The city of Brody, founded in 1584 by Stanislaw Zolkiewski, started expanding in 1629 when the waywode Stanislaw Koniecpolski called on engineer and artillery captain Guillaume Levasseur de Beauplan to built fortifications and establish a zoning plan for the new city.
After Polish Galicia’s annexation by Austria in 1772, for a hundred years (1779-1880) Brody was granted the status of “duty-free city” -exoneration from taxes.
This benefit served to draw Jewish merchants and craftspeople here. By the nineteenth century, Jews made up 80% of Brody’s population.
Brody in literature
Balzac stopped here in September 1847 on his way to meet Mme Hanska in Ukraine. He was supposed to spend a day and a night here before catching his coach, for no one worked in Brody on Rosh Hashana. “The Jews of Brody, despite the millions they could earn, wouldn’t leave their ceremonies behind” (Balzac, in a letter about Kiev).
Other writers have also mentioned Brody: Joseph Roth was born here in 1894 and evokes it in The Radetzky March (1932); Isaac Babel described the city in Red Cavalry (1933) and in his 1920 Diary.
The former Jewish quarter was demarcated by the streets named Sholem Aleichem, Evreiskaya, and Armianskaya, and today contains destroyed houses, Jewish-style courtyards, a defunct shop with the sign “Lustiger”, and other remnants of a bygone Jewish life.
The walls of the former seventeenth-century synagogue still stand on Szkolna Street, or Shulgas. It was one of the most beautiful in the region, comparable to that in Zolkiew. It is a fortified synagogue, its levels marked by small columns and adjacent structures on both sides.

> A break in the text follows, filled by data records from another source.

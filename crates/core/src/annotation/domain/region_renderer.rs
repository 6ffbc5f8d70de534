use crate::shared::frame::Frame;
use crate::shared::region::Region;

/// Outlines detection boxes onto a frame in place.
pub trait RegionRenderer: Send {
    /// Each region is drawn from its top-left corner `(x, y)` to
    /// `(x + width, y + height)`, both inclusive. `color` is per channel in
    /// frame order.
    fn draw(
        &self,
        frame: &mut Frame,
        regions: &[Region],
        color: [u8; 3],
        thickness: u32,
    ) -> Result<(), Box<dyn std::error::Error>>;
}
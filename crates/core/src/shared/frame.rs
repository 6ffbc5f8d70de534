use ndarray::{ArrayView3, ArrayViewMut3};

/// A single video frame or mask: contiguous interleaved bytes in row-major order.
///
/// Colour frames carry three channels in BGR order (the capture library's
/// native layout); foreground masks and composites carry one channel.
/// Conversion to library-specific buffers happens at I/O boundaries only.
#[derive(Clone, Debug, PartialEq)]
pub struct Frame {
    data: Vec<u8>,
    width: u32,
    height: u32,
    channels: u8,
    index: usize,
}

impl Frame {
    pub fn new(data: Vec<u8>, width: u32, height: u32, channels: u8, index: usize) -> Self {
        debug_assert_eq!(
            data.len(),
            (width as usize) * (height as usize) * (channels as usize),
            "data length must equal width * height * channels"
        );
        Self {
            data,
            width,
            height,
            channels,
            index,
        }
    }

    /// Frame with every byte set to `value`.
    pub fn filled(width: u32, height: u32, channels: u8, value: u8, index: usize) -> Self {
        let len = (width as usize) * (height as usize) * (channels as usize);
        Self::new(vec![value; len], width, height, channels, index)
    }

    pub fn data(&self) -> &[u8] {
        &self.data
    }

    pub fn data_mut(&mut self) -> &mut [u8] {
        &mut self.data
    }

    pub fn width(&self) -> u32 {
        self.width
    }

    pub fn height(&self) -> u32 {
        self.height
    }

    pub fn channels(&self) -> u8 {
        self.channels
    }

    pub fn index(&self) -> usize {
        self.index
    }

    pub fn is_empty(&self) -> bool {
        self.data.is_empty()
    }

    pub fn dimensions(&self) -> (u32, u32) {
        (self.width, self.height)
    }

    pub fn as_ndarray(&self) -> ArrayView3<'_, u8> {
        ArrayView3::from_shape(self.shape(), &self.data)
            .expect("Frame data length must match dimensions")
    }

    pub fn as_ndarray_mut(&mut self) -> ArrayViewMut3<'_, u8> {
        ArrayViewMut3::from_shape(self.shape(), &mut self.data)
            .expect("Frame data length must match dimensions")
    }

    fn shape(&self) -> (usize, usize, usize) {
        (
            self.height as usize,
            self.width as usize,
            self.channels as usize,
        )
    }
}
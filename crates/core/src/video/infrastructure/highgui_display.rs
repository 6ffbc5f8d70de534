use std::collections::HashSet;

use opencv::highgui;

use crate::shared::frame::Frame;
use crate::video::domain::frame_display::FrameDisplay;

use super::mat_convert::frame_to_mat;

/// Shows frames in OpenCV HighGUI windows, creating each window on first use.
#[derive(Default)]
pub struct HighguiDisplay {
    windows: HashSet<String>,
}

impl HighguiDisplay {
    pub fn new() -> Self {
        Self::default()
    }
}

impl FrameDisplay for HighguiDisplay {
    fn show(&mut self, window: &str, frame: &Frame) -> Result<(), Box<dyn std::error::Error>> {
        if !self.windows.contains(window) {
            highgui::named_window(window, highgui::WINDOW_AUTOSIZE)?;
            self.windows.insert(window.to_string());
        }
        let mat = frame_to_mat(frame)?;
        highgui::imshow(window, &mat)?;
        Ok(())
    }

    fn poll_key(&mut self, delay_ms: i32) -> Result<Option<i32>, Box<dyn std::error::Error>> {
        let key = highgui::wait_key(delay_ms)?;
        Ok((key >= 0).then_some(key & 0xFF))
    }

    fn close(&mut self) {
        if self.windows.is_empty() {
            return;
        }
        if let Err(e) = highgui::destroy_all_windows() {
            log::warn!("Failed to close display windows: {e}");
        }
        self.windows.clear();
    }
}

impl Drop for HighguiDisplay {
    fn drop(&mut self) {
        self.close();
    }
}
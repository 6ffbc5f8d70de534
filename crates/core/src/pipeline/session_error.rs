use std::path::PathBuf;

use thiserror::Error;

/// Why a video session aborted.
///
/// Per-frame overlay problems never surface here; they are logged and the
/// frame is written without its overlay.
#[derive(Error, Debug)]
pub enum SessionError {
    #[error("failed to prepare output directory {path}: {source}")]
    OutputDir {
        path: PathBuf,
        #[source]
        source: std::io::Error,
    },
    #[error("cannot open source: {0}")]
    SourceOpen(String),
    #[error("cannot open video writer at {path}: {message}")]
    WriterOpen { path: PathBuf, message: String },
    #[error("failed to read frame: {0}")]
    Read(String),
    #[error("failed to write frame: {0}")]
    Write(String),
    #[error("frame {index} is {}x{}, session expects {}x{}", actual.0, actual.1, expected.0, expected.1)]
    FrameSizeMismatch {
        index: usize,
        expected: (u32, u32),
        actual: (u32, u32),
    },
    #[error("display failed: {0}")]
    Display(String),
}
pub mod assemble_video_use_case;
pub mod output_dirs;
pub mod pipeline_logger;
pub mod session_config;
pub mod session_error;
pub mod video_session_use_case;
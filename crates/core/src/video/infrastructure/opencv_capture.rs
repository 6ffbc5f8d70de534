use std::path::PathBuf;

use opencv::core::Mat;
use opencv::prelude::*;
use opencv::videoio::{self, VideoCapture};

use crate::shared::frame::Frame;
use crate::shared::video_metadata::VideoMetadata;
use crate::video::domain::frame_source::FrameSource;

use super::mat_convert::mat_to_frame;

#[derive(Clone, Debug, PartialEq)]
pub enum CaptureTarget {
    Camera(i32),
    File(PathBuf),
}

/// Camera or video-file source backed by OpenCV's `VideoCapture`.
pub struct OpenCvCapture {
    target: CaptureTarget,
    requested_size: Option<(u32, u32)>,
    capture: Option<VideoCapture>,
    frame_index: usize,
}

impl OpenCvCapture {
    pub fn camera(index: i32) -> Self {
        Self::new(CaptureTarget::Camera(index))
    }

    pub fn file(path: impl Into<PathBuf>) -> Self {
        Self::new(CaptureTarget::File(path.into()))
    }

    fn new(target: CaptureTarget) -> Self {
        Self {
            target,
            requested_size: None,
            capture: None,
            frame_index: 0,
        }
    }

    /// Asks the device for a capture resolution. Cameras may ignore it; the
    /// metadata returned by `open` reports what was actually negotiated.
    pub fn with_size(mut self, width: u32, height: u32) -> Self {
        self.requested_size = Some((width, height));
        self
    }

    fn open_capture(&self) -> Result<VideoCapture, Box<dyn std::error::Error>> {
        let cap = match &self.target {
            CaptureTarget::Camera(index) => VideoCapture::new(*index, videoio::CAP_ANY)?,
            CaptureTarget::File(path) => {
                let path_str = path
                    .to_str()
                    .ok_or_else(|| format!("Invalid video path: {}", path.display()))?;
                VideoCapture::from_file(path_str, videoio::CAP_ANY)?
            }
        };
        if !cap.is_opened()? {
            return Err(match &self.target {
                CaptureTarget::Camera(index) => format!("Cannot open camera #{index}"),
                CaptureTarget::File(path) => format!("Cannot open video file: {}", path.display()),
            }
            .into());
        }
        Ok(cap)
    }
}

impl FrameSource for OpenCvCapture {
    fn open(&mut self) -> Result<VideoMetadata, Box<dyn std::error::Error>> {
        let mut cap = self.open_capture()?;

        if let Some((w, h)) = self.requested_size {
            cap.set(videoio::CAP_PROP_FRAME_WIDTH, w as f64)?;
            cap.set(videoio::CAP_PROP_FRAME_HEIGHT, h as f64)?;
        }

        let total = cap.get(videoio::CAP_PROP_FRAME_COUNT)?;
        let metadata = VideoMetadata {
            width: cap.get(videoio::CAP_PROP_FRAME_WIDTH)? as u32,
            height: cap.get(videoio::CAP_PROP_FRAME_HEIGHT)? as u32,
            fps: cap.get(videoio::CAP_PROP_FPS)?,
            total_frames: if total > 0.0 { total as usize } else { 0 },
            codec: decode_fourcc(cap.get(videoio::CAP_PROP_FOURCC)?),
            source_path: match &self.target {
                CaptureTarget::Camera(_) => None,
                CaptureTarget::File(path) => Some(path.clone()),
            },
        };
        log::info!(
            "Opened {:?}: {}x{} @ {:.1} fps",
            self.target,
            metadata.width,
            metadata.height,
            metadata.fps
        );

        self.capture = Some(cap);
        self.frame_index = 0;
        Ok(metadata)
    }

    fn read(&mut self) -> Result<Option<Frame>, Box<dyn std::error::Error>> {
        let cap = self.capture.as_mut().ok_or("Capture source not opened")?;
        let mut mat = Mat::default();
        if !cap.read(&mut mat)? || mat.empty() {
            return Ok(None);
        }
        let frame = mat_to_frame(&mat, self.frame_index)?;
        self.frame_index += 1;
        Ok(Some(frame))
    }

    fn release(&mut self) {
        if let Some(mut cap) = self.capture.take() {
            if let Err(e) = cap.release() {
                log::warn!("Failed to release {:?}: {e}", self.target);
            } else {
                log::debug!("Released {:?}", self.target);
            }
        }
    }
}

impl Drop for OpenCvCapture {
    fn drop(&mut self) {
        self.release();
    }
}

/// Decodes the little-endian four-character code OpenCV reports as a double.
fn decode_fourcc(code: f64) -> String {
    let code = code as u32;
    (0..4)
        .map(|i| ((code >> (8 * i)) & 0xFF) as u8 as char)
        .filter(|c| c.is_ascii_graphic())
        .collect()
}

#[cfg(test)]
mod tests {
    use super::*;

    #[test]
    fn test_decode_fourcc() {
        let code = u32::from_le_bytes(*b"mp4v") as f64;
        assert_eq!(decode_fourcc(code), "mp4v");
    }

    #[test]
    fn test_decode_fourcc_zero_is_empty() {
        assert_eq!(decode_fourcc(0.0), "");
    }

    #[test]
    fn test_open_missing_file_returns_error() {
        let dir = tempfile::tempdir().unwrap();
        let mut source = OpenCvCapture::file(dir.path().join("missing.mp4"));
        assert!(source.open().is_err());
    }

    #[test]
    fn test_read_without_open_returns_error() {
        let mut source = OpenCvCapture::file("unused.mp4");
        assert!(source.read().is_err());
    }

    #[test]
    fn test_release_is_idempotent() {
        let mut source = OpenCvCapture::camera(0).with_size(640, 480);
        source.release();
        source.release();
    }
}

The former Israelitische Realschule, located outside the central square, was a German-language school until the First World War; Joseph Roth once studied here. It is now a Ukrainian school.

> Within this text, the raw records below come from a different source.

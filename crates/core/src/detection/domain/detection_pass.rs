use crate::annotation::domain::region_renderer::RegionRenderer;
use crate::shared::frame::Frame;
use crate::shared::region::Region;

use super::object_detector::ObjectDetector;

/// One detector plus how its hits are drawn onto the frame.
pub struct DetectionPass {
    label: String,
    detector: Box<dyn ObjectDetector>,
    renderer: Box<dyn RegionRenderer>,
    color: [u8; 3],
    thickness: u32,
}

impl DetectionPass {
    pub fn new(
        label: impl Into<String>,
        detector: Box<dyn ObjectDetector>,
        renderer: Box<dyn RegionRenderer>,
        color: [u8; 3],
        thickness: u32,
    ) -> Self {
        Self {
            label: label.into(),
            detector,
            renderer,
            color,
            thickness,
        }
    }

    pub fn label(&self) -> &str {
        &self.label
    }

    pub fn detect(&mut self, frame: &Frame) -> Result<Vec<Region>, Box<dyn std::error::Error>> {
        self.detector.detect(frame)
    }

    /// Outlines `regions` in this pass's colour.
    pub fn draw(
        &self,
        frame: &mut Frame,
        regions: &[Region],
    ) -> Result<(), Box<dyn std::error::Error>> {
        self.renderer.draw(frame, regions, self.color, self.thickness)
    }
}

#[cfg(test)]
mod tests {
    use super::*;
    use crate::annotation::domain::rectangle_drawer::PixelRectangleDrawer;

    struct StubDetector {
        regions: Vec<Region>,
    }

    impl ObjectDetector for StubDetector {
        fn detect(&mut self, _frame: &Frame) -> Result<Vec<Region>, Box<dyn std::error::Error>> {
            Ok(self.regions.clone())
        }
    }

    struct FailingDetector;

    impl ObjectDetector for FailingDetector {
        fn detect(&mut self, _frame: &Frame) -> Result<Vec<Region>, Box<dyn std::error::Error>> {
            Err("classifier not loaded".into())
        }
    }

    #[test]
    fn test_detect_then_draw_outlines_hits() {
        let mut pass = DetectionPass::new(
            "face",
            Box::new(StubDetector {
                regions: vec![Region::new(2, 2, 4, 4)],
            }),
            Box::new(PixelRectangleDrawer),
            [0, 0, 255],
            1,
        );
        let mut frame = Frame::filled(10, 10, 3, 0, 0);
        let found = pass.detect(&frame).unwrap();
        assert_eq!(found.len(), 1);
        pass.draw(&mut frame, &found).unwrap();

        assert_eq!(pass.label(), "face");
        let px = frame.as_ndarray();
        assert_eq!(px[[2, 2, 2]], 255);
        assert_eq!(px[[4, 4, 2]], 0);
    }

    #[test]
    fn test_no_hits_leaves_frame_untouched() {
        let mut pass = DetectionPass::new(
            "eyes",
            Box::new(StubDetector { regions: vec![] }),
            Box::new(PixelRectangleDrawer),
            [0, 255, 0],
            2,
        );
        let mut frame = Frame::filled(10, 10, 3, 77, 0);
        let before = frame.clone();
        let found = pass.detect(&frame).unwrap();
        pass.draw(&mut frame, &found).unwrap();
        assert_eq!(frame, before);
    }

    #[test]
    fn test_detector_error_propagates() {
        let mut pass = DetectionPass::new(
            "eyes",
            Box::new(FailingDetector),
            Box::new(PixelRectangleDrawer),
            [0, 255, 0],
            2,
        );
        let frame = Frame::filled(4, 4, 3, 0, 0);
        assert!(pass.detect(&frame).is_err());
    }

    struct FailingRenderer;

    impl RegionRenderer for FailingRenderer {
        fn draw(
            &self,
            _frame: &mut Frame,
            _regions: &[Region],
            _color: [u8; 3],
            _thickness: u32,
        ) -> Result<(), Box<dyn std::error::Error>> {
            Err("no drawing backend".into())
        }
    }

    #[test]
    fn test_renderer_error_propagates() {
        let pass = DetectionPass::new(
            "face",
            Box::new(StubDetector { regions: vec![] }),
            Box::new(FailingRenderer),
            [0, 0, 255],
            2,
        );
        let mut frame = Frame::filled(4, 4, 3, 0, 0);
        let err = pass.draw(&mut frame, &[Region::new(0, 0, 2, 2)]).unwrap_err();
        assert!(err.to_string().contains("backend"));
    }
}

The immense, magnificent, and nearly intact Jewish cemetery is located at the northern edge of the city, just before the forest.

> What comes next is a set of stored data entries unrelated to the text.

//! Binary-mask primitives on `ndarray` views: colour range thresholding and
//! erosion/dilation with an elliptical structuring element.

use ndarray::{Array2, ArrayView3};

use crate::shared::color_bounds::ColorBounds;

/// Elliptical structuring element of `size` x `size`, anchored at its centre
/// (`size / 2`), built the same way OpenCV's `MORPH_ELLIPSE` is.
pub fn elliptical_kernel(size: usize) -> Array2<bool> {
    let mut kernel = Array2::from_elem((size, size), false);
    let r = (size / 2) as i64;
    let c = (size / 2) as f64;
    let inv_r2 = if r > 0 { 1.0 / (r * r) as f64 } else { 0.0 };

    for i in 0..size {
        let dy = i as i64 - r;
        if dy.abs() > r {
            continue;
        }
        let dx = (c * (((r * r - dy * dy) as f64) * inv_r2).sqrt()).round() as i64;
        let j1 = (c as i64 - dx).max(0) as usize;
        let j2 = ((c as i64 + dx + 1) as usize).min(size);
        for j in j1..j2 {
            kernel[[i, j]] = true;
        }
    }
    kernel
}

/// 255 where every channel of the pixel lies inside `bounds`, else 0.
pub fn in_range(pixels: ArrayView3<'_, u8>, bounds: &ColorBounds) -> Array2<u8> {
    let (h, w, _) = pixels.dim();
    Array2::from_shape_fn((h, w), |(y, x)| {
        let px = pixels.slice(ndarray::s![y, x, ..]);
        let inside = match px.as_slice() {
            Some(channels) => bounds.contains(channels),
            None => bounds.contains(&px.to_vec()),
        };
        if inside {
            255
        } else {
            0
        }
    })
}

pub fn erode(mask: &Array2<u8>, kernel: &Array2<bool>) -> Array2<u8> {
    apply_kernel(mask, kernel, u8::MAX, u8::min)
}

/// Dilation with the kernel as given, not reflected, like `cv::dilate`.
/// With an even-sized kernel an opening can therefore shift edges by a pixel.
pub fn dilate(mask: &Array2<u8>, kernel: &Array2<bool>) -> Array2<u8> {
    apply_kernel(mask, kernel, u8::MIN, u8::max)
}

/// Erosion followed by dilation: removes bright specks smaller than the kernel.
pub fn open(mask: &Array2<u8>, kernel: &Array2<bool>) -> Array2<u8> {
    dilate(&erode(mask, kernel), kernel)
}

// Neighbour at kernel offset minus anchor. Out-of-frame neighbours are
// skipped, matching OpenCV's default morphology border.
fn apply_kernel(
    mask: &Array2<u8>,
    kernel: &Array2<bool>,
    identity: u8,
    combine: fn(u8, u8) -> u8,
) -> Array2<u8> {
    let (h, w) = mask.dim();
    let (kh, kw) = kernel.dim();
    let (ay, ax) = ((kh / 2) as isize, (kw / 2) as isize);

    Array2::from_shape_fn((h, w), |(y, x)| {
        let mut acc = identity;
        for ((ky, kx), &on) in kernel.indexed_iter() {
            if !on {
                continue;
            }
            let sy = y as isize + ky as isize - ay;
            let sx = x as isize + kx as isize - ax;
            if sy < 0 || sx < 0 || sy >= h as isize || sx >= w as isize {
                continue;
            }
            acc = combine(acc, mask[[sy as usize, sx as usize]]);
        }
        acc
    })
}
use crate::shared::frame::Frame;
use crate::video::domain::frame_display::FrameDisplay;

/// Display that shows nothing and never reports a key press.
///
/// Used with `--headless`, where the loop only ends at end-of-stream.
#[derive(Default)]
pub struct HeadlessDisplay {
    shown: usize,
}

impl HeadlessDisplay {
    pub fn new() -> Self {
        Self::default()
    }

    /// Number of frames that would have been displayed.
    pub fn shown(&self) -> usize {
        self.shown
    }
}

impl FrameDisplay for HeadlessDisplay {
    fn show(&mut self, window: &str, frame: &Frame) -> Result<(), Box<dyn std::error::Error>> {
        log::trace!("headless: skipping '{window}' frame {}", frame.index());
        self.shown += 1;
        Ok(())
    }

    fn poll_key(&mut self, _delay_ms: i32) -> Result<Option<i32>, Box<dyn std::error::Error>> {
        Ok(None)
    }

    fn close(&mut self) {}
}
use std::fs;
use std::io;
use std::path::{Path, PathBuf};

use crate::shared::constants::FRAMES_DIR_NAME;

/// Creates `dir` and `dir/frames` when absent. Returns the frames directory.
pub fn prepare_output_dirs(dir: &Path) -> io::Result<PathBuf> {
    let frames = dir.join(FRAMES_DIR_NAME);
    for d in [dir, frames.as_path()] {
        if !d.exists() {
            log::info!("dir {} doesn't exist - creating", d.display());
            fs::create_dir_all(d)?;
        }
    }
    Ok(frames)
}

#[cfg(test)]
mod tests {
    use super::*;

    #[test]
    fn test_creates_dir_and_frames_subdir() {
        let tmp = tempfile::tempdir().unwrap();
        let dir = tmp.path().join("videos");
        let frames = prepare_output_dirs(&dir).unwrap();
        assert!(dir.is_dir());
        assert!(frames.is_dir());
        assert_eq!(frames, dir.join("frames"));
    }

    #[test]
    fn test_existing_dirs_are_kept() {
        let tmp = tempfile::tempdir().unwrap();
        let frames = tmp.path().join("frames");
        fs::create_dir_all(&frames).unwrap();
        fs::write(frames.join("0.png"), b"x").unwrap();

        prepare_output_dirs(tmp.path()).unwrap();
        assert!(frames.join("0.png").exists());
    }

    #[test]
    fn test_file_in_the_way_is_an_error() {
        let tmp = tempfile::tempdir().unwrap();
        let blocker = tmp.path().join("videos");
        fs::write(&blocker, b"not a dir").unwrap();
        assert!(prepare_output_dirs(&blocker).is_err());
    }
}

It is a veritable open-air museum of graves bearing carefully carved designs, lions, stags, hands, candelabras. The inscriptions are almost always in Hebrew, but occasionally in German. No grave dates before 1941.
At the edge of the cemetery, in the forest, a monument commemorates the extermination of the Jews of Brody, either executed and buried in a common grave in July 1941 or deported to Belzec. Of the 12000 Jews in Brody before the war, only one remains in Brody.